I Вселенский Собор запретил взимать проценты клирикам, отметив, что таковых много: «Поскольку многие причисленные в клир, любостяжанию и лихоимству последуя, забыли Божественное писание, глаголющее: сребра своего не давай в лихву; и, давая в долг, требуют сотых; судил святый и великий Собор, чтобы, если кто, после сего определения, обрящется взимающий рост с данного в заем, или иной оборот дающий сему делу, или половиннаго роста требующий, или нечто иное вымышляющий, радя постыдной корысти, таковый был извергаем из клира, и чужд духовнаго сословия».

В 1139 году Второй Латеранский собор запретил лихву вообще всем: «Кто берет проценты, должен быть отлучен от церкви и принимается обратно после строжайшего покаяния и с величайшей осторожностью».

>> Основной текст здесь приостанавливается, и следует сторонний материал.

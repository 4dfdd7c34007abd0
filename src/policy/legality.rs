//! Command legality table for the partition lifecycle.
//!
//! Maps `(state, command)` to the resulting state. Anything not listed is
//! illegal, including unknown or mistyped commands. The table has no
//! hidden inputs, so every lookup is deterministic.

use crate::models::command::CommandKind;
use crate::models::state::LifecycleState;

use LifecycleState as S;

/// Legal transitions: `(from, command, to)`.
const TRANSITIONS: &[(LifecycleState, CommandKind, LifecycleState)] = &[
    (S::None, CommandKind::Boot, S::Booted),
    (S::Booted, CommandKind::Conf, S::Configured),
    (S::Configured, CommandKind::Start, S::Running),
    (S::Configured, CommandKind::StartRun, S::Running),
    (S::Configured, CommandKind::Scrap, S::Scrapped),
    (S::Running, CommandKind::EnableTriggers, S::TriggersEnabled),
    (S::Running, CommandKind::DrainDataflow, S::Drained),
    (S::TriggersEnabled, CommandKind::DisableTriggers, S::RunningPostTrigger),
    (S::RunningPostTrigger, CommandKind::DrainDataflow, S::Drained),
    (S::Drained, CommandKind::StopTriggerSources, S::SourcesStopped),
    (S::SourcesStopped, CommandKind::Stop, S::Stopped),
    (S::Stopped, CommandKind::Start, S::Running),
    (S::Stopped, CommandKind::StartRun, S::Running),
    (S::Stopped, CommandKind::Scrap, S::Scrapped),
    (S::Scrapped, CommandKind::Terminate, S::Terminated),
];

/// Pure lookup over the lifecycle transition table.
pub struct LegalityTable;

impl LegalityTable {
    /// Whether `command` may be issued in `state`.
    #[must_use]
    pub fn legal(state: LifecycleState, command: &CommandKind) -> bool {
        Self::next_state(state, command).is_some()
    }

    /// State reached by issuing `command` in `state`, or `None` if illegal.
    #[must_use]
    pub fn next_state(state: LifecycleState, command: &CommandKind) -> Option<LifecycleState> {
        TRANSITIONS
            .iter()
            .find(|(from, kind, _)| *from == state && kind == command)
            .map(|(_, _, to)| *to)
    }

    /// Commands accepted in `state`, in table order.
    #[must_use]
    pub fn legal_commands(state: LifecycleState) -> Vec<&'static CommandKind> {
        TRANSITIONS
            .iter()
            .filter(|(from, _, _)| *from == state)
            .map(|(_, kind, _)| kind)
            .collect()
    }

    /// Operator-facing explanation of why `command` is denied in `state`.
    #[must_use]
    pub fn denial_reason(state: LifecycleState, command: &CommandKind) -> String {
        let allowed = Self::legal_commands(state);
        if allowed.is_empty() {
            return format!("'{command}' not allowed in state {state}: no further commands accepted");
        }
        let names = allowed
            .iter()
            .map(|k| k.as_str())
            .collect::<Vec<_>>()
            .join(", ");
        format!("'{command}' not allowed in state {state} (allowed: {names})")
    }
}
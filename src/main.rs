#![forbid(unsafe_code)]

//! `runctl`: run control for one DAQ partition.
//!
//! Loads configuration, launches the partition's applications at `boot`
//! and drives them through the given command sequence, stopping at the
//! first illegal or failed command.

use std::path::PathBuf;
use std::process::ExitCode;
use std::sync::Arc;

use clap::{Parser, ValueEnum};
use tokio_util::sync::CancellationToken;
use tracing::{error, info, warn};
use tracing_subscriber::{fmt, EnvFilter};

use partition_runctl::audit::JsonlHistoryWriter;
use partition_runctl::child::process::{ProcessLauncher, SpawnConfig};
use partition_runctl::child::simulated::SimulatedLauncher;
use partition_runctl::child::ChildLauncher;
use partition_runctl::config::GlobalConfig;
use partition_runctl::logcheck;
use partition_runctl::orchestrator::roster::ConfigDocument;
use partition_runctl::orchestrator::{parse_steps, CommandSequencer, SequenceReport, SessionController};
use partition_runctl::{AppError, Result};

/// Exit code when the sequence succeeded but the log check found problems.
const EXIT_LOG_PROBLEMS: u8 = 2;

#[derive(Debug, Copy, Clone, Eq, PartialEq, ValueEnum)]
enum LogFormat {
    Text,
    Json,
}

#[derive(Debug, Parser)]
#[command(name = "runctl", about = "DAQ partition run control", version, long_about = None)]
struct Cli {
    /// Path to the TOML configuration file. Defaults apply when omitted.
    #[arg(long)]
    config: Option<PathBuf>,

    /// Drive in-process simulated applications instead of child processes.
    #[arg(long)]
    simulate: bool,

    /// Override the program launched for every application.
    #[arg(long)]
    child_cli: Option<String>,

    /// JSON document with per-application configuration sent at `conf`.
    #[arg(long)]
    conf_doc: Option<PathBuf>,

    /// Directory for the JSONL command history.
    #[arg(long)]
    history_dir: Option<PathBuf>,

    /// Write the final sequence report as JSON to this file.
    #[arg(long)]
    report: Option<PathBuf>,

    /// Scan application logs below this directory after a successful run.
    #[arg(long)]
    check_logs: Option<PathBuf>,

    /// Log output format (text or json).
    #[arg(long, value_enum, default_value_t = LogFormat::Text)]
    log_format: LogFormat,

    /// Partition name.
    partition: String,

    /// Command tokens, e.g. `boot conf start 101 wait 1 enable-triggers`.
    #[arg(required = true, num_args = 1..)]
    tokens: Vec<String>,
}

fn main() -> ExitCode {
    let args = Cli::parse();
    if let Err(err) = init_tracing(args.log_format) {
        eprintln!("runctl: {err}");
        return ExitCode::FAILURE;
    }

    let runtime = match tokio::runtime::Builder::new_multi_thread()
        .enable_all()
        .build()
    {
        Ok(runtime) => runtime,
        Err(err) => {
            error!(%err, "failed to build tokio runtime");
            return ExitCode::FAILURE;
        }
    };

    match runtime.block_on(run(args)) {
        Ok(code) => ExitCode::from(code),
        Err(err) => {
            error!(%err, "runctl failed");
            eprintln!("runctl: {err}");
            ExitCode::FAILURE
        }
    }
}

async fn run(args: Cli) -> Result<u8> {
    // ── Load configuration ──────────────────────────────
    let mut config = match &args.config {
        Some(path) => GlobalConfig::load_from_path(path)?,
        None => GlobalConfig::default(),
    };
    if let Some(child_cli) = args.child_cli {
        config.child_cli = child_cli;
    }
    if args.history_dir.is_some() {
        config.history_dir.clone_from(&args.history_dir);
    }
    info!(partition = %args.partition, "configuration loaded");

    // ── Build the controller ────────────────────────────
    let launcher: Arc<dyn ChildLauncher> = if args.simulate {
        info!("using simulated applications");
        Arc::new(SimulatedLauncher::new())
    } else {
        Arc::new(ProcessLauncher::new(SpawnConfig::from_global(
            &config,
            &args.partition,
        )))
    };

    let mut controller = SessionController::from_config(&config, args.partition.clone(), launcher)?;
    if let Some(path) = &args.conf_doc {
        controller = controller.with_config_document(ConfigDocument::load_from_path(path)?)?;
    }
    if let Some(dir) = &config.history_dir {
        let writer = JsonlHistoryWriter::new(dir.clone())?;
        info!(path = %writer.path_for(controller.session().id()).display(), "history enabled");
        controller = controller.with_history_logger(Arc::new(writer));
    }

    // ── Run the sequence ────────────────────────────────
    let ct = CancellationToken::new();
    let signal_ct = ct.clone();
    let signal_handle = tokio::spawn(async move {
        shutdown_signal().await;
        info!("shutdown signal received");
        signal_ct.cancel();
    });

    let steps = parse_steps(&args.tokens);
    let report = CommandSequencer::new(&mut controller, ct).run(&steps).await;
    signal_handle.abort();
    controller.release_children().await;

    print_summary(&report);
    if let Some(path) = &args.report {
        let json = serde_json::to_string_pretty(&report)
            .map_err(|err| AppError::Io(format!("failed to serialize report: {err}")))?;
        std::fs::write(path, json)?;
        info!(path = %path.display(), "report written");
    }

    let mut code = report.exit_code();

    // ── Post-run log check ──────────────────────────────
    if report.success {
        if let Some(dir) = &args.check_logs {
            let rules = config.logcheck_rules()?;
            let logs = logcheck::check_logs(dir, &rules)?;
            for problem in &logs.problems {
                warn!(
                    file = %problem.file.display(),
                    line = problem.line_number,
                    text = %problem.line,
                    "log problem"
                );
            }
            info!(
                files = logs.files_checked,
                problems = logs.problems.len(),
                "log check finished"
            );
            if !logs.is_clean() && config.logcheck.enabled {
                code = EXIT_LOG_PROBLEMS;
            }
        }
    }

    Ok(code)
}

fn print_summary(report: &SequenceReport) {
    for entry in &report.history {
        println!(
            "{:>3}  {:<28} {:<22} {}",
            entry.seq,
            entry.command.to_string(),
            entry.resulting_state.as_str(),
            if entry.is_applied() { "ok" } else { "FAILED" }
        );
    }
    match &report.error {
        None => println!(
            "partition {}: sequence completed in state {}",
            report.partition, report.final_state
        ),
        Some(err) => println!(
            "partition {}: sequence aborted at step {} in state {}: {err}",
            report.partition,
            report.failed_step.unwrap_or_default(),
            report.final_state
        ),
    }
}

async fn shutdown_signal() {
    let ctrl_c = tokio::signal::ctrl_c();

    #[cfg(unix)]
    {
        match tokio::signal::unix::signal(tokio::signal::unix::SignalKind::terminate()) {
            Ok(mut sigterm) => {
                tokio::select! {
                    _ = ctrl_c => {}
                    _ = sigterm.recv() => {}
                }
            }
            Err(err) => {
                tracing::warn!(%err, "failed to register SIGTERM handler, using ctrl-c only");
                let _ = ctrl_c.await;
            }
        }
    }

    #[cfg(not(unix))]
    {
        if let Err(err) = ctrl_c.await {
            tracing::error!(%err, "ctrl-c signal handler failed");
        }
    }
}

fn init_tracing(log_format: LogFormat) -> Result<()> {
    let env_filter = EnvFilter::try_from_default_env().unwrap_or_else(|_| EnvFilter::new("info"));
    // stdout carries the run summary.
    let subscriber = fmt()
        .with_env_filter(env_filter)
        .with_writer(std::io::stderr);

    match log_format {
        LogFormat::Text => subscriber
            .try_init()
            .map_err(|err| AppError::Config(format!("failed to init tracing: {err}")))?,
        LogFormat::Json => subscriber
            .json()
            .try_init()
            .map_err(|err| AppError::Config(format!("failed to init tracing: {err}")))?,
    }

    Ok(())
}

Но все это церкви стать крупнейшим ростовщиком того времени, вовсе не мешало. «Оказывая благодаря своим крупным накоплениям кредит королям и сеньорам, церковь не брезгала и мелкими ссудами», а запрет процентов служил предлогом для борьбы с неумелыми конкурентами, поскольку каноническое право нашло всем известные пути обхода запрета. Самый простой — проценты изначально приписывались к долгу.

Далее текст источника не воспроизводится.